A trend towards energy conservation is making it more difficult for plants to get enough light. Energy conservation often means less lighting in homes and offices and more spot- lights illuminating only a specific workspace, said Tina Clement, manager of Simmons' interior plantscaping division. Heavy bronze or smoke tint on the windows, glare-cutting screens on lights and window covering can all decrease the light available to plants, added Clement, who feels a light meter is indispensable in helping clients to realize that moving a plant from one corner to another may kill it, if the light levels are different. In addition to light level changes Tina Clement also educates customers about the effect of office renovations on plants. Recently, one of her clients made no effort to move plants out of the office during renovation. As a result the plants became dusty and dirty. Some of the sensitive ones developed spider mites, said Clement. Business and home owners with plants need to realize that they are living and need proper care. They should pay for a plant specialist to come in at least once a week to care for the plants or learn the proper care themselves. Marion Clement noted plant care personnel need to know plants, the disease that might affect each one and how to prevent or control pest infestations.

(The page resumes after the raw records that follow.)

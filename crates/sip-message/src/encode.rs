//! # Encoder
//!
//! Headers are written in the order they were added, known and unknown
//! interleaved. Each header is written from whichever form is current:
//!
//! - never modified: the received line, byte for byte
//! - handed out mutably: its parsed values, one `Name: value` line each,
//!   at the position of its first occurrence
//!
//! So a parsed message that was only read re-encodes to exactly the bytes
//! it was parsed from. Content-Length is the one exception: it is
//! recomputed whenever the raw value does not match the body being written.

use std::borrow::Cow;

use bytes::{BufMut, Bytes, BytesMut};
use tracing::trace;

use crate::buffer::BufferArena;
use crate::error::{Error, Result};
use crate::grammar::escape_uri_header;
use crate::header::{HeaderFieldValueList, HeaderKind};
use crate::message::SipMessage;

/// One header line ready to be written
struct HeaderUnit<'a> {
    order: u64,
    name: &'a str,
    value: Cow<'a, [u8]>,
    /// The line as received, if it is still current
    line: Option<&'a [u8]>,
}

fn push_list<'a>(
    units: &mut Vec<HeaderUnit<'a>>,
    name: &'a str,
    list: &'a HeaderFieldValueList,
    arena: &'a BufferArena,
) -> Result<()> {
    match list.rendered() {
        Some(rendered) => {
            for value in rendered {
                units.push(HeaderUnit {
                    order: list.order(),
                    name,
                    value: Cow::Owned(value.into_bytes()),
                    line: None,
                });
            }
        }
        None => {
            for value in list.values() {
                let line = match value.line() {
                    Some(line) => Some(arena.resolve(&line)?),
                    None => None,
                };
                units.push(HeaderUnit {
                    order: value.order(),
                    name,
                    value: Cow::Borrowed(arena.resolve(&value.span())?),
                    line,
                });
            }
        }
    }
    Ok(())
}

// The raw Content-Length, if the list holds exactly one untouched number
fn raw_content_length(list: &HeaderFieldValueList, arena: &BufferArena) -> Option<usize> {
    if list.is_touched() || list.len() != 1 {
        return None;
    }
    let bytes = arena.resolve(&list.values()[0].span()).ok()?;
    std::str::from_utf8(bytes).ok()?.trim().parse().ok()
}

impl SipMessage {
    // Every header except Content-Length, in output order
    fn header_units(&self) -> Result<Vec<HeaderUnit<'_>>> {
        let mut units = Vec::new();
        for (kind, list) in self.headers.iter() {
            if kind != HeaderKind::ContentLength {
                push_list(&mut units, kind.as_str(), list, &self.arena)?;
            }
        }
        for entry in self.unknown.entries() {
            push_list(&mut units, entry.name(), entry.values(), &self.arena)?;
        }
        units.sort_by_key(|unit| unit.order);
        Ok(units)
    }

    /// Writes the full message: start line, headers, blank line, body.
    ///
    /// Fails with [`Error::NoStartLine`] if the start line was never set.
    pub fn encode(&self, out: &mut BytesMut) -> Result<()> {
        let slot = self.start_line.as_ref().ok_or_else(Error::no_start_line)?;
        match slot.raw {
            Some(span) if !slot.touched => out.put_slice(self.arena.resolve(&span)?),
            _ => out.put_slice(slot.parsed.to_string().as_bytes()),
        }
        out.put_slice(b"\r\n");

        let body = self.contents.encoded_body(&self.arena)?;
        let mut units = self.header_units()?;

        match self.headers.get(HeaderKind::ContentLength) {
            Some(list) if raw_content_length(list, &self.arena) == Some(body.len()) => {
                push_list(&mut units, HeaderKind::ContentLength.as_str(), list, &self.arena)?;
            }
            existing => units.push(HeaderUnit {
                // at the header's own position, or last if it was absent
                order: existing.map_or(u64::MAX, HeaderFieldValueList::order),
                name: HeaderKind::ContentLength.as_str(),
                value: Cow::Owned(body.len().to_string().into_bytes()),
                line: None,
            }),
        }
        units.sort_by_key(|unit| unit.order);

        for unit in &units {
            match unit.line {
                Some(line) => out.put_slice(line),
                None => {
                    out.put_slice(unit.name.as_bytes());
                    out.put_slice(b": ");
                    out.put_slice(&unit.value);
                }
            }
            out.put_slice(b"\r\n");
        }
        out.put_slice(b"\r\n");
        out.put_slice(&body);

        trace!(headers = units.len(), body = body.len(), "encoded SIP message");
        Ok(())
    }

    /// Writes the message as the header part of a URI:
    /// `?Name=value&Name=value&body=...`, escaped for URI headers.
    ///
    /// The start line and Content-Length are left out. Nothing is written
    /// for a message without headers or body.
    pub fn encode_embedded(&self, out: &mut BytesMut) -> Result<()> {
        let mut escaped = Vec::new();
        let mut first = true;
        let mut separator = |out: &mut BytesMut| {
            out.put_u8(if first { b'?' } else { b'&' });
            first = false;
        };

        for unit in self.header_units()? {
            separator(out);
            escaped.clear();
            escape_uri_header(unit.name.as_bytes(), &mut escaped);
            escaped.push(b'=');
            escape_uri_header(&unit.value, &mut escaped);
            out.put_slice(&escaped);
        }

        let body = self.contents.encoded_body(&self.arena)?;
        if !body.is_empty() {
            separator(out);
            escaped.clear();
            escape_uri_header(&body, &mut escaped);
            out.put_slice(b"body=");
            out.put_slice(&escaped);
        }
        Ok(())
    }

    /// The full encoding as a new buffer
    pub fn to_bytes(&self) -> Result<Bytes> {
        let mut out = BytesMut::new();
        self.encode(&mut out)?;
        Ok(out.freeze())
    }
}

Proper watering techniques are critical to the survival of plants and varies according to the plant, light levels and the season. A good employer will make sure their plant care technicians will continue to learn as they work, keeping abreast of new trimming or pruning techniques, new plants and systems for watering and fertilizing, said Clement, adding "businesses are not just paying to have a bit of water thrown on the plants."One way, Simmons trying to educate clients is with the design of their plant care technicians T-shirts. The "Invest in Green to keep the air clean" logo has been very successful in encouraging people to ask questions, said Clement, who recently attended a conference for women executives and entrepreneurs. She displayed "pollution fighters" like Spathiphyllum, Philodendron and Dracaena Warnecki and talked with women about what they are doing in their offices. She discussed how women can use plants as "clean air machines" to create healthy and attractive indoor environments.